Maybe this is how it started with my father. Genes are very tricky, you know, millions of random cells dividing in a state of anarchy. I could have easily inherited the fatal flaw, the firing synapses that led him to that Motel 6, left him staring blankly at the cheap, flocked ceiling, wet with his blood.

I know I will not sleep. I have insomnia. Like him.

This is how I pass the time. Watching other people trying to live.

It is early in the morning when my mother comes whipping into my apartment in her high heels and tasteful, butter-yellow pantsuit. She sees me with my head propped against the wall, binoculars cradled between my thighs. I am naked, except for the old army blanket I have draped over my shoulders. I have not slept in five days. Her expression tells me that I am a despicable sight. She stands there, her thumb hooked on the strap of her suede briefcase, and surveys me with the edges of her mouth twitching.

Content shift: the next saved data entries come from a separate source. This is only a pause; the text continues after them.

pub mod collaborators;
pub mod fakes;
pub mod finalize;
pub mod upload;

pub use collaborators::{BlobStore, ErrorReporter, JarRecord, MetadataDb, SearchIndex};
pub use finalize::{finalize_deploy, should_trigger_finalization, FinalizeLocks};
pub use upload::{extract_timestamp_version, handle_versioned_upload, upload_request};
//! CLI argument definitions for the Cellar deploy ingestion core.
//!
//! Uses `clap` derive macros. Each command corresponds to a handler in the
//! [`super::commands`] module.

use clap::{Parser, Subcommand};
use std::path::PathBuf;

#[derive(Parser, Debug)]
#[command(
    name = "cellar",
    version,
    about = "Maven-compatible deploy ingestion core",
    long_about = "Cellar accepts Maven-style HTTP PUT deploys, validates them, and \
                  publishes the resulting release to a blob store, metadata DB, \
                  and search index."
)]
pub struct Cli {
    #[command(subcommand)]
    pub command: Command,

    /// Enable verbose output
    #[arg(short, long, global = true)]
    pub verbose: bool,

    /// Path to the repository config file (defaults to `~/.cellar/config.toml`)
    #[arg(long, global = true)]
    pub config: Option<PathBuf>,
}

#[derive(Subcommand, Debug)]
pub enum Command {
    /// Start the HTTP deploy ingestion server
    Serve {
        /// Override the configured listen address (e.g. 0.0.0.0:8080)
        #[arg(long)]
        listen: Option<String>,
    },

    /// Load and print the resolved repository configuration
    CheckConfig,
}

pub fn parse() -> Cli {
    Cli::parse()
}
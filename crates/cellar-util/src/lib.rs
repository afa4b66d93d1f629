//! Shared utilities for the deploy ingestion core.
//!
//! Cross-cutting concerns used by every other `cellar-*` crate: the unified
//! error type, filesystem helpers (atomic writes, path subtraction), and
//! checksum computation.

pub mod errors;
pub mod fs;
pub mod hash;
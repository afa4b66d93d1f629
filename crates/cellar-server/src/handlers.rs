//! PUT/GET request handlers (§4.7).

use crate::error::AppError;
use crate::routes::{parse_put_path, ParsedPut};
use crate::state::AppState;
use axum::body::Bytes;
use axum::extract::{Extension, Path, State};
use axum::http::{header, HeaderMap, StatusCode};
use axum::response::{IntoResponse, Response};
use cellar_core::scope::Identity;
use cellar_deploy::finalize::{finalize_deploy, should_trigger_finalization};
use cellar_deploy::{handle_versioned_upload, upload_request};
use cellar_staging::session::Session;
use cellar_staging::sidecar::SidecarMetadata;
use cellar_util::errors::CoreError;
use std::time::SystemTime;

const SESSION_COOKIE: &str = "cellar-session";

pub async fn put_handler(
    State(state): State<AppState>,
    Extension(identity): Extension<Option<Identity>>,
    Path(path): Path<String>,
    headers: HeaderMap,
    body: Bytes,
) -> Response {
    match put_inner(&state, identity, &path, &headers, body).await {
        Ok(response) => response,
        Err(e) => AppError::from_core(e, &state).into_response(),
    }
}

async fn put_inner(
    state: &AppState,
    identity: Option<Identity>,
    path: &str,
    headers: &HeaderMap,
    body: Bytes,
) -> Result<Response, CoreError> {
    let parsed = parse_put_path(path);
    if parsed == ParsedPut::BadRequest {
        return Ok((StatusCode::BAD_REQUEST, "unrecognized deploy path").into_response());
    }
    if let ParsedPut::MetadataSidecar = parsed {
        // Client-sent metadata sums are ignored; the server regenerates
        // them on finalize (§4.6 step 4).
        return Ok(StatusCode::CREATED.into_response());
    }

    let identity = identity.ok_or_else(|| CoreError::DeployForbidden {
        message: "a deploy token is required".into(),
    })?;

    let session = Session::from_cookie(session_cookie(headers).as_deref());

    let new_session = match parsed {
        ParsedPut::VersionedUpload {
            group,
            artifact,
            version,
            filename,
        } => {
            // Path segments are slash-joined (§4.7); the collaborators
            // below deal in the dotted Maven groupId.
            let dotted_group = group.replace('/', ".");
            let (_, new_session) = handle_versioned_upload(
                &body,
                &session,
                &dotted_group,
                &artifact,
                &version,
                &filename,
                &identity,
                state.db.as_ref(),
                state.blob.as_ref(),
            )
            .await?;
            new_session
        }
        ParsedPut::NonVersionedMetadataWrite { group, artifact } => {
            handle_non_versioned_metadata(state, &identity, &group, &artifact, &session, &body).await?
        }
        ParsedPut::MetadataSidecar | ParsedPut::BadRequest => unreachable!(),
    };

    let cookie = new_session.to_cookie()?;
    let mut response = StatusCode::CREATED.into_response();
    if let Ok(value) = header::HeaderValue::from_str(&format!("{SESSION_COOKIE}={cookie}; Path=/")) {
        response.headers_mut().insert(header::SET_COOKIE, value);
    }
    Ok(response)
}

async fn handle_non_versioned_metadata(
    state: &AppState,
    identity: &Identity,
    group_path: &str,
    artifact: &str,
    session: &Session,
    body: &[u8],
) -> Result<Session, CoreError> {
    // `group_path` is slash-joined straight from the URL (§4.7); the
    // collaborators below deal in the dotted Maven groupId.
    let group = group_path.replace('/', ".");
    let group = group.as_str();
    let scope = match identity {
        Identity::Token { scope, .. } => scope.clone(),
        Identity::Cookie { .. } => {
            return Err(CoreError::DeployPasswordRejection {
                message: "a deploy token is required".into(),
            })
        }
    };
    if !scope.permits(group, artifact) {
        return Err(CoreError::DeployForbidden {
            message: format!("token scope does not permit {group}:{artifact}"),
        });
    }

    let body = body.to_vec();
    let group_owned = group.to_string();
    let artifact_owned = artifact.to_string();
    let group_path_owned = group_path.to_string();
    let db = state.db.clone();
    let blob = state.blob.clone();
    let search = state.search.clone();
    let shadow_check = state.shadow_check.clone();
    let locks = state.finalize_locks.clone();

    let (_dir, new_session) = upload_request(
        identity.account(),
        group,
        Some(artifact),
        None,
        None,
        session,
        state.db.as_ref(),
        move |dir| async move {
            let metadata_path = dir
                .path()
                .join(&group_path_owned)
                .join(&artifact_owned)
                .join("maven-metadata.xml");
            let should_finalize = should_trigger_finalization(&metadata_path, &body)?;

            dir.write_metadata(SidecarMetadata {
                group: Some(group_owned.clone()),
                group_path: Some(group_path_owned.clone()),
                name: Some(artifact_owned.clone()),
                version: None,
                timestamp_version: None,
            })?;
            cellar_util::fs::atomic_write(&metadata_path, &body).map_err(CoreError::from)?;

            if should_finalize && !dir.is_finalized() {
                let _guard = locks.acquire(dir.path()).await;
                finalize_deploy(
                    &dir,
                    identity.account(),
                    &group_owned,
                    &group_path_owned,
                    &artifact_owned,
                    db.as_ref(),
                    blob.as_ref(),
                    search.as_ref(),
                    shadow_check.as_ref(),
                    SystemTime::now(),
                )
                .await?;
            }
            Ok(())
        },
    )
    .await?;

    Ok(new_session)
}

fn session_cookie(headers: &HeaderMap) -> Option<String> {
    let raw = headers.get(header::COOKIE)?.to_str().ok()?;
    raw.split(';').find_map(|kv| {
        let (name, value) = kv.trim().split_once('=')?;
        (name == SESSION_COOKIE).then(|| value.to_string())
    })
}

/// §4.7 "GET file fallthrough": serve a previously published artifact from
/// the blob store if one exists at this key; otherwise fall through to the
/// router's 404.
pub async fn get_handler(State(state): State<AppState>, Path(path): Path<String>) -> Response {
    match state.blob.read_artifact(&path).await {
        Ok(Some(content)) => content.into_response(),
        Ok(None) => StatusCode::NOT_FOUND.into_response(),
        Err(e) => AppError::from_core(e, &state).into_response(),
    }
}

pub async fn not_found() -> Response {
    StatusCode::NOT_FOUND.into_response()
}

#[cfg(test)]
mod tests {
    use super::*;

    #[test]
    fn extracts_session_cookie_by_name() {
        let mut headers = HeaderMap::new();
        headers.insert(
            header::COOKIE,
            header::HeaderValue::from_static("other=1; cellar-session=abc123; more=2"),
        );
        assert_eq!(session_cookie(&headers).as_deref(), Some("abc123"));
    }

    #[test]
    fn missing_cookie_header_is_none() {
        assert_eq!(session_cookie(&HeaderMap::new()), None);
    }
}
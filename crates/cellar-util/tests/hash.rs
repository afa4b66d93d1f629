use cellar_util::hash::{checksum, checksum_bytes, checksum_file_path, valid_checksum_file, Algo};
use std::io::Write;
use std::path::Path;
use tempfile::NamedTempFile;

#[test]
fn checksum_bytes_empty_sha256() {
    let hash = checksum_bytes(b"", Algo::Sha256);
    assert_eq!(
        hash,
        "e3b0c44298fc1c149afbf4c8996fb92427ae41e4649b934ca495991b7852b855"
    );
}

#[test]
fn checksum_bytes_deterministic() {
    let a = checksum_bytes(b"cellar", Algo::Sha1);
    let b = checksum_bytes(b"cellar", Algo::Sha1);
    assert_eq!(a, b);
}

#[test]
fn checksum_file_matches_bytes() {
    let mut tmp = NamedTempFile::new().unwrap();
    tmp.write_all(b"hello").unwrap();
    tmp.flush().unwrap();
    let file_hash = checksum(tmp.path(), Algo::Md5).unwrap();
    let bytes_hash = checksum_bytes(b"hello", Algo::Md5);
    assert_eq!(file_hash, bytes_hash);
}

#[test]
fn checksum_file_not_found() {
    let result = checksum(Path::new("/nonexistent/path/file.txt"), Algo::Sha1);
    assert!(result.is_err());
}

#[test]
fn checksum_file_path_appends_extension() {
    let path = Path::new("/staging/lib-1.0.jar");
    assert_eq!(
        checksum_file_path(path, Algo::Sha1),
        Path::new("/staging/lib-1.0.jar.sha1")
    );
}

#[test]
fn valid_checksum_file_true_when_sidecar_matches() {
    let mut tmp = NamedTempFile::new().unwrap();
    tmp.write_all(b"jar-bytes").unwrap();
    tmp.flush().unwrap();
    let digest = checksum(tmp.path(), Algo::Sha1).unwrap();
    std::fs::write(checksum_file_path(tmp.path(), Algo::Sha1), digest).unwrap();
    assert!(valid_checksum_file(tmp.path(), Algo::Sha1));
}
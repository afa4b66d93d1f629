use base64::{engine::general_purpose::URL_SAFE_NO_PAD, Engine};
use cellar_util::errors::CoreError;
use serde::{Deserialize, Serialize};
use std::path::PathBuf;

/// Client-held session state: an ordered list of absolute staging-directory
/// paths, most-recently-used first (§3 "Session state", §9 "Session as a
/// cookie of paths").
#[derive(Debug, Clone, Default, PartialEq, Eq, Serialize, Deserialize)]
pub struct Session {
    pub upload_dirs: Vec<PathBuf>,
}

impl Session {
    /// Move `dir` to the front of `upload_dirs`, inserting it if absent.
    pub fn touch(&mut self, dir: &std::path::Path) {
        self.upload_dirs.retain(|p| p != dir);
        self.upload_dirs.insert(0, dir.to_path_buf());
    }

    /// Encode as an opaque cookie value: base64'd TOML.
    pub fn to_cookie(&self) -> Result<String, CoreError> {
        let toml = toml::to_string(self).map_err(|e| CoreError::Generic {
            message: format!("failed to serialize session: {e}"),
        })?;
        Ok(URL_SAFE_NO_PAD.encode(toml))
    }

    /// Decode a cookie value produced by [`Session::to_cookie`]. An absent
    /// or malformed cookie is treated as a fresh, empty session rather than
    /// an error — the client simply hasn't uploaded anything yet.
    pub fn from_cookie(cookie: Option<&str>) -> Self {
        let Some(cookie) = cookie else {
            return Self::default();
        };
        let Ok(bytes) = URL_SAFE_NO_PAD.decode(cookie) else {
            return Self::default();
        };
        let Ok(toml) = String::from_utf8(bytes) else {
            return Self::default();
        };
        toml::from_str(&toml).unwrap_or_default()
    }
}

#[cfg(test)]
mod tests {
    use super::*;

    #[test]
    fn touch_moves_existing_entry_to_front() {
        let mut session = Session {
            upload_dirs: vec![PathBuf::from("/tmp/a"), PathBuf::from("/tmp/b")],
        };
        session.touch(&PathBuf::from("/tmp/b"));
        assert_eq!(
            session.upload_dirs,
            vec![PathBuf::from("/tmp/b"), PathBuf::from("/tmp/a")]
        );
    }

    #[test]
    fn touch_inserts_new_entry_at_front() {
        let mut session = Session::default();
        session.touch(&PathBuf::from("/tmp/a"));
        assert_eq!(session.upload_dirs, vec![PathBuf::from("/tmp/a")]);
    }

    #[test]
    fn cookie_round_trips() {
        let mut session = Session::default();
        session.touch(&PathBuf::from("/tmp/upload-1"));
        let cookie = session.to_cookie().unwrap();
        let decoded = Session::from_cookie(Some(&cookie));
        assert_eq!(decoded, session);
    }

    #[test]
    fn missing_cookie_is_empty_session() {
        assert_eq!(Session::from_cookie(None), Session::default());
    }

    #[test]
    fn garbage_cookie_is_empty_session() {
        assert_eq!(Session::from_cookie(Some("not valid base64!!")), Session::default());
    }
}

She tries to flip her hair away from her shoulder casually—a habit left over from when her hair was very long, though she’s worn it in a pixie cut for fourteen years now and there is no longer anything left to flip. She pretends not to notice herself doing this and comes to sit on the edge of my bed.

“Christ, Anna,” she whispers.

She can look very mournful in the right light, though it is her practice to wear an optimistic smear of blush on each cheek and a precise smile, not too toothy, since there’s a gold cap next to her right canine. She takes a handkerchief from her pocket and reaches over to wipe a bit of sleep from my eye.

“Let’s get you in the shower,” she says. “Then we’ll put something nice on and go get breakfast. How does that sound?”

The muted morning light is resting on her face and hands, and the graceful curve of her neck is shining. I can recognize the fragile beauty my father must have seen in her—pale and vulnerable, with a dancer’s delicacy.